(WHAT IS NEEDED) Among the lines of the records, find all that carry the word "anyhow" and copy them.

(DATA UNDER STUDY)
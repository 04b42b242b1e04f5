// csvstrip/src/main.rs
//! csvstrip entry point.

use anyhow::Result;
use clap::Parser;
use log::info;

use csvstrip::cli::{Cli, Commands};
use csvstrip::commands::{strip::run_strip, unescape::run_unescape};
use csvstrip::logger;

#[tokio::main]
async fn main() -> Result<()> {
    // A missing .env file is fine.
    let _ = dotenvy::dotenv();
    let args = Cli::parse();

    logger::init_logger(logger::level_for(args.quiet, args.debug));
    info!("csvstrip started. Version: {}", env!("CARGO_PKG_VERSION"));

    match args.command {
        Commands::Strip(cmd) => run_strip(cmd, args.quiet).await,
        Commands::Unescape(cmd) => run_unescape(cmd),
    }
}
// csvstrip-core/src/sinks/forwarder.rs
//! Pipelines redacted fields from the synchronous scan into an async store.
//!
//! The scan runs on a blocking thread and pushes into a bounded channel
//! through [`ChannelSink`]. A single [`SinkForwarder`] task drains the
//! channel and awaits each store update before taking the next one, so the
//! store observes records in scan order, one update per record.

use anyhow::{anyhow, Result};
use async_trait::async_trait;
use log::{debug, error, info};
use serde::Serialize;
use std::sync::Arc;
use tokio::sync::mpsc;
use tokio::task::JoinHandle;

use crate::redacted_field::RedactedField;
use crate::sink::FieldSink;

/// Default number of fields buffered between the scan and the store.
pub const DEFAULT_QUEUE_CAPACITY: usize = 1024;

/// An external keyed store receiving redacted fields.
#[async_trait]
pub trait RecordStore: Send + Sync {
    fn name(&self) -> &str;

    /// Applies one update; returns the number of rows affected.
    async fn update(&self, field: &RedactedField) -> Result<u64>;
}

/// The scan-side half of the queue.
///
/// `forward` blocks while the queue is full, so it must not be called from
/// inside an async task. Run the scan under `tokio::task::spawn_blocking`.
#[derive(Debug, Clone)]
pub struct ChannelSink {
    tx: mpsc::Sender<RedactedField>,
}

impl FieldSink for ChannelSink {
    fn forward(&mut self, field: RedactedField) -> Result<()> {
        self.tx
            .blocking_send(field)
            .map_err(|e| anyhow!("Forwarding queue closed before line {} was sent", e.0.line_number))
    }
}

/// Outcome of draining the queue into a store.
#[derive(Debug, Default, Clone, PartialEq, Eq, Serialize)]
pub struct ForwardReport {
    pub updated: u64,
    pub rows_affected: u64,
    pub failed: u64,
}

pub struct SinkForwarder {
    store: Arc<dyn RecordStore>,
}

impl SinkForwarder {
    pub fn new(store: Arc<dyn RecordStore>) -> Self {
        Self { store }
    }

    /// Creates the bounded queue between a scan and a forwarder.
    pub fn channel(capacity: usize) -> (ChannelSink, mpsc::Receiver<RedactedField>) {
        let (tx, rx) = mpsc::channel(capacity.max(1));
        (ChannelSink { tx }, rx)
    }

    /// Spawns the drain loop on the current runtime.
    pub fn spawn(self, rx: mpsc::Receiver<RedactedField>) -> JoinHandle<ForwardReport> {
        tokio::spawn(async move { self.run(rx).await })
    }

    /// Drains `rx` until every sender is dropped. Store errors are logged and
    /// counted; they never stop the drain.
    pub async fn run(&self, mut rx: mpsc::Receiver<RedactedField>) -> ForwardReport {
        let mut report = ForwardReport::default();
        while let Some(field) = rx.recv().await {
            match self.store.update(&field).await {
                Ok(rows) => {
                    debug!("{}: updated {} rows for line {}", self.store.name(), rows, field.line_number);
                    report.updated += 1;
                    report.rows_affected += rows;
                }
                Err(e) => {
                    error!("{}: update for line {} failed: {:#}", self.store.name(), field.line_number, e);
                    report.failed += 1;
                }
            }
        }
        info!(
            "{}: forwarded {} fields ({} rows affected, {} failed)",
            self.store.name(),
            report.updated,
            report.rows_affected,
            report.failed
        );
        report
    }
}
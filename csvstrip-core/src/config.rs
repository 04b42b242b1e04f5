//! Configuration management for `csvstrip-core`.
//!
//! This module defines the settings that steer a transcoding run: which field
//! is redacted, where redacted fields are forwarded, and how each record is
//! keyed when it reaches the sink. Settings can be loaded from a YAML file and
//! overlaid with command-line values.
//!
//! License: MIT OR Apache-2.0

use log::{debug, info};
use serde::{Deserialize, Serialize};
use std::fmt;
use std::path::Path;

use crate::errors::StripError;

/// The parameterized update applied once per forwarded record.
/// `$1` receives the redacted text and `$2` the record key.
pub const DEFAULT_UPDATE_STATEMENT: &str = "update fm_task set instructions = ($1) where lineno = $2";

/// Offset added to the 1-based line number to form the sink key.
/// `-1` assumes a single header row precedes the data.
pub const DEFAULT_LINE_KEY_OFFSET: i64 = -1;

/// Which unescaped record terminator hands the redacted buffer to the sink.
#[derive(Debug, Clone, Copy, PartialEq, Eq, Default, Deserialize, Serialize)]
#[serde(rename_all = "snake_case")]
pub enum SinkTrigger {
    /// Fire on the `\r` of a `\r\n` terminator. Records without `\r` are never forwarded.
    #[default]
    CarriageReturn,
    /// Fire on every unescaped `\n`, before the record state is reset.
    LineFeed,
}

impl fmt::Display for SinkTrigger {
    fn fmt(&self, f: &mut fmt::Formatter) -> fmt::Result {
        match self {
            SinkTrigger::CarriageReturn => write!(f, "carriage-return"),
            SinkTrigger::LineFeed => write!(f, "line-feed"),
        }
    }
}

/// Options consumed by the transcoder itself.
#[derive(Debug, Clone, PartialEq, Eq, Deserialize, Serialize)]
#[serde(default)]
pub struct TranscodeOptions {
    /// 1-based index of the field diverted away from the output. `None` disables redaction.
    pub ignore_field: Option<usize>,
    pub sink_trigger: SinkTrigger,
    pub line_key_offset: i64,
    /// Append the record key as an extra quoted column when the record ends inside the ignored field.
    pub append_line_number: bool,
}

impl Default for TranscodeOptions {
    fn default() -> Self {
        Self {
            ignore_field: None,
            sink_trigger: SinkTrigger::default(),
            line_key_offset: DEFAULT_LINE_KEY_OFFSET,
            append_line_number: false,
        }
    }
}

impl TranscodeOptions {
    /// Options that only escape, with no field diverted.
    pub fn escape_only() -> Self {
        Self::default()
    }

    /// Options that redact the given 1-based field.
    pub fn redacting(field: usize) -> Self {
        Self {
            ignore_field: Some(field),
            ..Self::default()
        }
    }

    /// Maps a 1-based line number to the key handed to the sink.
    /// Keys that would fall below zero are clamped to 0.
    pub fn sink_key(&self, line_number: u64) -> u64 {
        let line = i64::try_from(line_number).unwrap_or(i64::MAX);
        line.saturating_add(self.line_key_offset).max(0) as u64
    }
}

/// Top-level configuration for a csvstrip run.
#[derive(Debug, Clone, Default, PartialEq, Eq, Deserialize, Serialize)]
#[serde(default)]
pub struct StripConfig {
    #[serde(flatten)]
    pub transcode: TranscodeOptions,
    /// PostgreSQL connection string for the database sink.
    pub dsn: Option<String>,
    /// Override for [`DEFAULT_UPDATE_STATEMENT`].
    pub update_statement: Option<String>,
}

/// Command-line values that take precedence over a config file.
/// Every field is optional; `None` keeps the file's value.
#[derive(Debug, Clone, Default)]
pub struct CliOverrides {
    pub ignore_field: Option<usize>,
    pub dsn: Option<String>,
    pub update_statement: Option<String>,
    pub sink_trigger: Option<SinkTrigger>,
    pub line_key_offset: Option<i64>,
    pub append_line_number: bool,
}

impl StripConfig {
    /// Loads a configuration from a YAML file.
    pub fn load_from_file<P: AsRef<Path>>(path: P) -> Result<Self, StripError> {
        let path = path.as_ref();
        info!("Loading configuration from: {}", path.display());
        let text = std::fs::read_to_string(path)
            .map_err(|e| StripError::ConfigRead(path.display().to_string(), e))?;
        let config: StripConfig = serde_yml::from_str(&text)
            .map_err(|e| StripError::ConfigParse(path.display().to_string(), e))?;

        config.validate()?;
        debug!("Loaded configuration: {:?}", config.redacted_for_log());
        Ok(config)
    }

    /// Overlays command-line values on top of this configuration.
    pub fn merge_cli(mut self, cli: CliOverrides) -> Self {
        if let Some(field) = cli.ignore_field {
            debug!("Overriding ignored field with CLI value: {}", field);
            self.transcode.ignore_field = Some(field);
        }
        if cli.dsn.is_some() {
            self.dsn = cli.dsn;
        }
        if cli.update_statement.is_some() {
            self.update_statement = cli.update_statement;
        }
        if let Some(trigger) = cli.sink_trigger {
            self.transcode.sink_trigger = trigger;
        }
        if let Some(offset) = cli.line_key_offset {
            self.transcode.line_key_offset = offset;
        }
        self.transcode.append_line_number |= cli.append_line_number;
        self
    }

    pub fn validate(&self) -> Result<(), StripError> {
        match self.transcode.ignore_field {
            Some(0) => Err(StripError::InvalidFieldIndex(0)),
            _ => Ok(()),
        }
    }

    pub fn update_statement(&self) -> &str {
        self.update_statement.as_deref().unwrap_or(DEFAULT_UPDATE_STATEMENT)
    }

    /// A copy safe to print: the DSN may carry a password.
    fn redacted_for_log(&self) -> StripConfig {
        StripConfig {
            dsn: self.dsn.as_ref().map(|_| "[REDACTED]".to_string()),
            ..self.clone()
        }
    }
}
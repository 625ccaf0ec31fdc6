//! Record mutations
//!
//! [`RecordMutationService`] inserts a new record from a field/value
//! mapping and bulk-deletes records matching a query. Both operations
//! validate their options before touching the store.

use std::collections::BTreeMap;
use std::sync::Arc;

use serde::{Deserialize, Serialize};
use serde_json::Value as JsonValue;
use tracing::{debug, info};

use crate::error::{DataError, DataResult};
use crate::store::{DraftRecord, RecordStore};

/// Options for [`RecordMutationService::insert_record`]
#[derive(Debug, Clone, Default, Serialize, Deserialize)]
#[serde(rename_all = "camelCase", default)]
pub struct InsertOptions {
    /// Collection to insert into
    pub collection: Option<String>,

    /// Field/value pairs for the new record
    pub values: Option<BTreeMap<String, JsonValue>>,
}

impl InsertOptions {
    /// Creates insert options for a collection
    pub fn new(collection: impl Into<String>) -> Self {
        Self {
            collection: Some(collection.into()),
            values: Some(BTreeMap::new()),
        }
    }

    /// Adds a field/value pair
    pub fn value(mut self, field: impl Into<String>, value: impl Into<JsonValue>) -> Self {
        self.values
            .get_or_insert_with(BTreeMap::new)
            .insert(field.into(), value.into());
        self
    }
}

/// Options for [`RecordMutationService::delete_records`]
#[derive(Debug, Clone, Default, Serialize, Deserialize)]
#[serde(rename_all = "camelCase", default)]
pub struct DeleteOptions {
    /// Collection to delete from
    pub collection: Option<String>,

    /// Filter clause selecting the records to delete
    pub query: Option<String>,
}

impl DeleteOptions {
    /// Creates delete options for a collection and query
    pub fn new(collection: impl Into<String>, query: impl Into<String>) -> Self {
        Self {
            collection: Some(collection.into()),
            query: Some(query.into()),
        }
    }
}

/// Inserts and deletes records in a collection
pub struct RecordMutationService<S: RecordStore> {
    store: Arc<S>,
}

impl<S: RecordStore> RecordMutationService<S> {
    /// Creates a mutation service over a record store
    pub fn new(store: Arc<S>) -> Self {
        Self { store }
    }

    /// Creates one record from a field/value mapping
    ///
    /// Returns the identifier assigned by the store, or `Ok(None)` when
    /// the store declines the insert.
    ///
    /// # Errors
    /// [`DataError::InvalidArgument`] when the collection or values are
    /// missing.
    pub fn insert_record(&self, options: &InsertOptions) -> DataResult<Option<String>> {
        let collection = options.collection.as_deref().ok_or_else(|| {
            DataError::invalid_argument("No table provided or table is not a string")
        })?;
        let values = options.values.as_ref().ok_or_else(|| {
            DataError::invalid_argument("No values provided or values is not an object")
        })?;

        let mut draft = self.store.create(collection)?;
        for (field, value) in values {
            draft.set_field(field, value.clone());
        }

        let id = self.store.persist(draft)?;
        match &id {
            Some(id) => info!(collection, id = %id, "inserted record"),
            None => debug!(collection, "store declined insert"),
        }
        Ok(id)
    }

    /// Deletes every record matching the query
    ///
    /// Destructive and irreversible. Returns the number of deleted
    /// records.
    ///
    /// # Errors
    /// [`DataError::InvalidArgument`] when the collection or query is
    /// missing.
    pub fn delete_records(&self, options: &DeleteOptions) -> DataResult<u64> {
        let collection = options.collection.as_deref().ok_or_else(|| {
            DataError::invalid_argument("No table provided or table is not a string")
        })?;
        let query = options.query.as_deref().ok_or_else(|| {
            DataError::invalid_argument("No query provided or query is not a string")
        })?;

        let count = self.store.delete_matching(collection, query)?;
        info!(collection, count, "deleted matching records");
        Ok(count)
    }
}

#[cfg(test)]
mod tests {
    use super::*;
    use crate::store::test_support::UnreachableStore;

    #[test]
    fn test_insert_missing_collection_fails_before_store_write() {
        let service = RecordMutationService::new(Arc::new(UnreachableStore));
        let options = InsertOptions {
            collection: None,
            values: Some(BTreeMap::new()),
        };

        let err = service.insert_record(&options).unwrap_err();
        assert_eq!(
            err.to_string(),
            "No table provided or table is not a string"
        );
    }

    #[test]
    fn test_insert_missing_values_fails_before_store_write() {
        let service = RecordMutationService::new(Arc::new(UnreachableStore));
        let options = InsertOptions {
            collection: Some("task".to_string()),
            values: None,
        };

        let err = service.insert_record(&options).unwrap_err();
        assert_eq!(
            err.to_string(),
            "No values provided or values is not an object"
        );
    }

    #[test]
    fn test_delete_missing_query_fails_before_store_write() {
        let service = RecordMutationService::new(Arc::new(UnreachableStore));
        let options = DeleteOptions {
            collection: Some("task".to_string()),
            query: None,
        };

        let err = service.delete_records(&options).unwrap_err();
        assert_eq!(err.to_string(), "No query provided or query is not a string");
    }

    #[test]
    fn test_insert_options_builder() {
        let options = InsertOptions::new("task")
            .value("name", "Test")
            .value("priority", 1);
        let values = options.values.unwrap();
        assert_eq!(values["name"], serde_json::json!("Test"));
        assert_eq!(values["priority"], serde_json::json!(1));
    }
}
//! Client-to-dispatcher round trips over the loopback transport.

use std::sync::Arc;

use serde_json::json;

use tablekit_client::{BridgeClient, ClientError, LoopbackTransport};
use tablekit_core::{
    BridgeConfig, DeleteOptions, Dispatcher, InsertOptions, LookupOptions, ProjectedField,
    QueryOptions,
};
use tablekit_memstore::{MemoryStore, RecordSeed};

fn seeded_store() -> Arc<MemoryStore> {
    let store = MemoryStore::new();
    for (id, number, state) in [("t1", "TASK0001", 2), ("t2", "TASK0002", 1)] {
        store.seed(
            "task",
            id,
            RecordSeed::new().field("number", number).field("state", state),
        );
    }
    Arc::new(store)
}

fn client_over(store: Arc<MemoryStore>, config: BridgeConfig) -> BridgeClient<LoopbackTransport> {
    let dispatcher = Dispatcher::with_standard_services(store, config);
    BridgeClient::new(LoopbackTransport::new(dispatcher))
}

#[tokio::test]
async fn query_round_trip_returns_projected_records() {
    let client = client_over(seeded_store(), BridgeConfig::new());
    let options = QueryOptions::new("task").fields(["number"]).max(1);

    let rows = client.get_record_list(&options).await.unwrap();
    assert_eq!(rows.len(), 1);
    assert_eq!(rows[0]["number"], ProjectedField::Scalar(json!("TASK0001")));
}

#[tokio::test]
async fn lookup_round_trip_resolves_and_misses() {
    let client = client_over(seeded_store(), BridgeConfig::new());

    let options = LookupOptions::new("task").fields(["number"]).identifier("t2");
    let record = client.get_record(&options).await.unwrap().unwrap();
    assert_eq!(record["number"], ProjectedField::Scalar(json!("TASK0002")));

    let options = LookupOptions::new("task")
        .fields(["number"])
        .identifier("missing");
    assert!(client.get_record(&options).await.unwrap().is_none());
}

#[tokio::test]
async fn default_whitelist_rejects_mutations() {
    let client = client_over(seeded_store(), BridgeConfig::new());
    let options = InsertOptions::new("task").value("number", "TASK0099");

    let err = client.insert_record(&options).await.unwrap_err();
    assert!(matches!(err, ClientError::Rejected { .. }));
    assert_eq!(
        err.to_string(),
        "RecordMutationService.insertRecord is not whitelisted."
    );
}

#[tokio::test]
async fn widened_whitelist_allows_the_full_cycle() {
    let store = seeded_store();
    let client = client_over(
        Arc::clone(&store),
        BridgeConfig::new().allow_all_record_services(),
    );

    let id = client
        .insert_record(&InsertOptions::new("task").value("number", "TASK0099"))
        .await
        .unwrap()
        .unwrap();
    assert!(!id.is_empty());
    assert_eq!(store.len("task"), 3);

    let deleted = client
        .delete_records(&DeleteOptions::new("task", "number=TASK0099"))
        .await
        .unwrap();
    assert_eq!(deleted, 1);
    assert_eq!(store.len("task"), 2);
}

#[tokio::test]
async fn validation_failures_carry_the_service_message() {
    let client = client_over(seeded_store(), BridgeConfig::new());
    let options = QueryOptions {
        collection: None,
        ..QueryOptions::default()
    };

    let err = client.get_record_list(&options).await.unwrap_err();
    assert_eq!(err.to_string(), "No table provided or table is not a string");
}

(ANSWER FOR THIS EXERCISE)
use anyhow::Result;
use anyhow::{anyhow, Result};
            .map_err(|e| anyhow!("Forwarding queue closed before line {} was sent", e.0.line_number))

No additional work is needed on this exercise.